Mientras Saavedra estaba ayer en Madrid, codeándose en la fiesta de ‘Tiempo’ con ese Felipe González con el que no se había citado a hablar, un ruido de sables comenzaba a escucharse por las islas. Tras apenas dos días de silencio sepulcral, las noticias sobre lo ocurrido en la reunión de la mesa federal de las AIC, se filtraban a los medios de comunicación: tres de los siete partidos que componen AIC apostaban por presionar claramente el PSOE con romper el Gobierno si Saavedra no consigue llenarnos la faltriquera.

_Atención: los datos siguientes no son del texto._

fn derive_status(kind: ResourceKind, spec: &Value, status: &Value) -> HealthStatus {
    match kind {
        ResourceKind::Pod => pod_status(status),
        ResourceKind::Deployment | ResourceKind::ReplicaSet | ResourceKind::StatefulSet => {
            let desired = spec.get("replicas").and_then(|v| v.as_i64()).unwrap_or(1);
            let ready = int_at(status, "readyReplicas");
            replica_status(desired, ready)
        }
        ResourceKind::DaemonSet => {
            replica_status(int_at(status, "desiredNumberScheduled"), int_at(status, "numberReady"))
        }
        ResourceKind::Job => {
            if int_at(status, "succeeded") > 0 {
                HealthStatus::Healthy
            } else if int_at(status, "failed") > 0 && int_at(status, "active") == 0 {
                HealthStatus::Failed
            } else if int_at(status, "active") > 0 {
                HealthStatus::Healthy
            } else {
                HealthStatus::Pending
            }
        }
        ResourceKind::CronJob => {
            if spec.get("suspend").and_then(|s| s.as_bool()).unwrap_or(false) {
                HealthStatus::Degraded
            } else {
                HealthStatus::Healthy
            }
        }
        ResourceKind::PersistentVolumeClaim => match str_at(status, "phase").as_deref() {
            Some("Bound") => HealthStatus::Healthy,
            Some("Pending") => HealthStatus::Pending,
            Some("Lost") => HealthStatus::Failed,
            _ => HealthStatus::Unknown,
        },
        ResourceKind::PersistentVolume => match str_at(status, "phase").as_deref() {
            Some("Bound") | Some("Available") => HealthStatus::Healthy,
            Some("Released") => HealthStatus::Degraded,
            Some("Failed") => HealthStatus::Failed,
            Some("Pending") => HealthStatus::Pending,
            _ => HealthStatus::Unknown,
        },
        ResourceKind::Namespace => match str_at(status, "phase").as_deref() {
            Some("Terminating") => HealthStatus::Terminating,
            _ => HealthStatus::Healthy,
        },
        _ => HealthStatus::Healthy,
    }
}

Herreños, grancanarios y majoreros de Fonfín, a los que podrían sumarse en estos días los gomeros y Dimás Martín, apuntaban claramente en la misma dirección que había hecho pública Lorenzo Olarte sólo unas horas después de conocerse la decisión de AIC de recurrir al TC. Olarte había dicho que con el TC no bastaba, que había que amenazar al PSOE canario con romper el pacto. Y lo mismo decían ahora los ‘periféricos’ de AIC. Curioso.

Alguien comentó una vez, refiriéndose a las AIC, que esta coalición funciona como una federación de islas con dos islas capitalinas -Tenerife y La Palma-, una isla autónoma que funciona pensando en ella -Lanzarote- y un grupo de islas periféricas ‘controladas’ por Fuerteventura. Las dos islas capitalinas forzaron el acuerdo de las AIC con el PSOE, Lanzarote lo ‘mercó’ a cambio de colocar en el Gobierno a todos los amigos de Dimas, y las islas periféricas -entre ellas Gran Canaria- sufrieron las consecuencias: en La Gomera, AIC no existe, mientras Esteban Bethencourt no diga lo contrario; en Gran Canaria no existe diga lo que diga Pedrero; en El Hierro el PSOE autóctono se ha pasado por la piedra a Tomás Padrón y lo ha dejado sin Cabildo, y en Fuerteventura el pacto le costó a IF quedarse a vestir santos. Eso es lo que hay.

Y si eso es lo que hay, se explica entonces porqué hoy en las AIC conviven dos ‘urgencias’ distintas en cuanto a la negociación de la financiación, porqué andan los insularistas majoreros apretando el acelerador de la supuesta ruptura del Gobierno, porqué se está reuniendo todas las semanas Martín Paredes con Olarte, y -sobre todo- porqué Saavedra está absolutamente tranquilo compartiendo conciertos con Pepe Oneto y sus ilustres invitados.

Y es que en las AIC, quieranlo o no los ‘periféricos’ de la coalición, quien manda es Manuel Hermoso. Y Hermoso y Saavedra están jugando -al menos de momento- la misma exacta carta. La de apretar a Madrid con los faroles que haga falta.